___ RECORDS FOR THIS EXERCISE ___
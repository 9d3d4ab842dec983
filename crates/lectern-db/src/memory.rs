//! In-memory persistence port.
//!
//! Implements [`PipelineStore`] and [`SubjectCatalog`] over maps behind a
//! single lock, and counts writes per artifact kind so callers can assert
//! what a run persisted.

use std::collections::HashMap;
use std::sync::atomic::{AtomicBool, AtomicUsize, Ordering};

use async_trait::async_trait;
use tokio::sync::RwLock;
use uuid::Uuid;

use lectern_core::{
    Error, KeyframeSet, PipelineStore, PipelineTask, Result, SubjectCatalog, SubjectInfo,
    TaskLogRecord, VectorIndexHandle, VideoSummary,
};

#[derive(Default)]
struct State {
    subjects: HashMap<Uuid, SubjectInfo>,
    logs: Vec<TaskLogRecord>,
    tasks: HashMap<Uuid, PipelineTask>,
    keyframes: HashMap<Uuid, KeyframeSet>,
    indices: HashMap<Uuid, VectorIndexHandle>,
    summaries: HashMap<Uuid, VideoSummary>,
}

#[derive(Default)]
struct WriteCounters {
    tasks: AtomicUsize,
    keyframes: AtomicUsize,
    indices: AtomicUsize,
    summaries: AtomicUsize,
}

/// Process-local store. Cheap to create; share it behind an `Arc`.
#[derive(Default)]
pub struct MemoryStore {
    state: RwLock<State>,
    writes: WriteCounters,
    fail_keyframe_writes: AtomicBool,
}

impl MemoryStore {
    pub fn new() -> Self {
        Self::default()
    }

    /// Make every `replace_keyframes` call fail.
    pub fn with_keyframe_write_failure(self) -> Self {
        self.fail_keyframe_writes.store(true, Ordering::SeqCst);
        self
    }

    pub async fn register_subject(&self, info: SubjectInfo) {
        self.state
            .write()
            .await
            .subjects
            .insert(info.subject_id, info);
    }

    /// Every log record, in append order.
    pub async fn logs(&self) -> Vec<TaskLogRecord> {
        self.state.read().await.logs.clone()
    }

    pub async fn logs_for(&self, task_id: Uuid) -> Vec<TaskLogRecord> {
        self.state
            .read()
            .await
            .logs
            .iter()
            .filter(|r| r.task_id == task_id)
            .cloned()
            .collect()
    }

    pub async fn task(&self, id: Uuid) -> Option<PipelineTask> {
        self.state.read().await.tasks.get(&id).cloned()
    }

    pub async fn summary(&self, subject_id: Uuid) -> Option<VideoSummary> {
        self.state.read().await.summaries.get(&subject_id).cloned()
    }

    pub fn task_write_count(&self) -> usize {
        self.writes.tasks.load(Ordering::SeqCst)
    }

    pub fn keyframe_write_count(&self) -> usize {
        self.writes.keyframes.load(Ordering::SeqCst)
    }

    pub fn index_write_count(&self) -> usize {
        self.writes.indices.load(Ordering::SeqCst)
    }

    pub fn summary_write_count(&self) -> usize {
        self.writes.summaries.load(Ordering::SeqCst)
    }

    /// Writes of anything other than log records.
    pub fn artifact_write_count(&self) -> usize {
        self.task_write_count()
            + self.keyframe_write_count()
            + self.index_write_count()
            + self.summary_write_count()
    }
}

#[async_trait]
impl PipelineStore for MemoryStore {
    async fn append_log(&self, record: TaskLogRecord) -> Result<()> {
        self.state.write().await.logs.push(record);
        Ok(())
    }

    async fn save_task(&self, task: &PipelineTask) -> Result<()> {
        self.writes.tasks.fetch_add(1, Ordering::SeqCst);
        self.state.write().await.tasks.insert(task.id, task.clone());
        Ok(())
    }

    async fn replace_keyframes(&self, set: &KeyframeSet) -> Result<()> {
        if self.fail_keyframe_writes.load(Ordering::SeqCst) {
            return Err(Error::Internal("keyframe store unavailable".to_string()));
        }
        self.writes.keyframes.fetch_add(1, Ordering::SeqCst);
        self.state
            .write()
            .await
            .keyframes
            .insert(set.subject_id, set.clone());
        Ok(())
    }

    async fn load_keyframes(&self, subject_id: Uuid) -> Result<Option<KeyframeSet>> {
        Ok(self.state.read().await.keyframes.get(&subject_id).cloned())
    }

    async fn upsert_vector_index(&self, handle: &VectorIndexHandle) -> Result<()> {
        self.writes.indices.fetch_add(1, Ordering::SeqCst);
        self.state
            .write()
            .await
            .indices
            .insert(handle.subject_id, handle.clone());
        Ok(())
    }

    async fn vector_index(&self, subject_id: Uuid) -> Result<Option<VectorIndexHandle>> {
        Ok(self.state.read().await.indices.get(&subject_id).cloned())
    }

    async fn upsert_summary(&self, summary: &VideoSummary) -> Result<()> {
        self.writes.summaries.fetch_add(1, Ordering::SeqCst);
        self.state
            .write()
            .await
            .summaries
            .insert(summary.subject_id, summary.clone());
        Ok(())
    }
}

#[async_trait]
impl SubjectCatalog for MemoryStore {
    async fn describe(&self, subject_id: Uuid) -> Result<Option<SubjectInfo>> {
        Ok(self.state.read().await.subjects.get(&subject_id).cloned())
    }
}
___
PROMPT —
In the listing above, find each line containing "SubjectCatalog" and copy it.

TASK RESPONSE —
//! Implements [`PipelineStore`] and [`SubjectCatalog`] over maps behind a
    Error, KeyframeSet, PipelineStore, PipelineTask, Result, SubjectCatalog, SubjectInfo,
impl SubjectCatalog for MemoryStore {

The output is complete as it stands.